PROBLEM DESCRIPTION — Where does the word "MatchReport" occur in the entries below? Copy every line that has it.

DATASET ENTRIES below:

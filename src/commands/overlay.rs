use anyhow::{Context, Result};
use tracing::info;

use entity_locator::config::LocatorConfig;
use entity_locator::model::MatchReport;

use crate::cli::OverlayArgs;
use crate::commands::{build_overlay, load_config, target_dimensions};
use crate::util::{read_json, write_json_pretty};

pub fn run(args: OverlayArgs) -> Result<()> {
    let config = effective_config(&args)?;
    let dimensions = target_dimensions(&args.dimensions)?
        .context("overlay requires --width and --height")?;

    let report: MatchReport = read_json(&args.report)?;
    let overlay = build_overlay(&report.matched_entities, dimensions, &config.overlay)?;

    write_json_pretty(&args.out, &overlay)?;
    info!(
        path = %args.out.display(),
        records = report.matched_entities.len(),
        regions = overlay.records.len(),
        merged = config.overlay.merge_overlaps,
        "wrote overlay"
    );

    Ok(())
}

fn effective_config(args: &OverlayArgs) -> Result<LocatorConfig> {
    let mut config = load_config(args.config.as_deref())?;
    if let Some(value) = args.confidence_threshold {
        config.overlay.confidence_threshold = value;
    }
    if let Some(value) = args.overlap_threshold {
        config.overlay.overlap_threshold = value;
    }
    if args.merge_overlaps {
        config.overlay.merge_overlaps = true;
    }
    config.validate().context("invalid configuration")?;
    Ok(config)
}
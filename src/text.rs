pub fn condense_whitespace(input: &str) -> String {
    input.split_whitespace().collect::<Vec<&str>>().join(" ")
}

/// Case-folded, whitespace-collapsed form used for searching and cache keys.
pub fn normalize_search_text(input: &str) -> String {
    condense_whitespace(input).to_lowercase()
}

/// Lowercase word tokens; `%` and inner `.`/`,` are kept so "49.99%" stays one token.
pub fn tokenize(input: &str) -> Vec<String> {
    input
        .split(|character: char| {
            !(character.is_alphanumeric() || matches!(character, '%' | '.' | ',' | '$'))
        })
        .map(|token| token.trim_matches(|character: char| matches!(character, '.' | ',')))
        .filter(|token| !token.is_empty())
        .map(str::to_lowercase)
        .collect()
}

End of DATASET ENTRIES.

EXERCISE OUTPUT —
use entity_locator::model::MatchReport;
    let report: MatchReport = read_json(&args.report)?;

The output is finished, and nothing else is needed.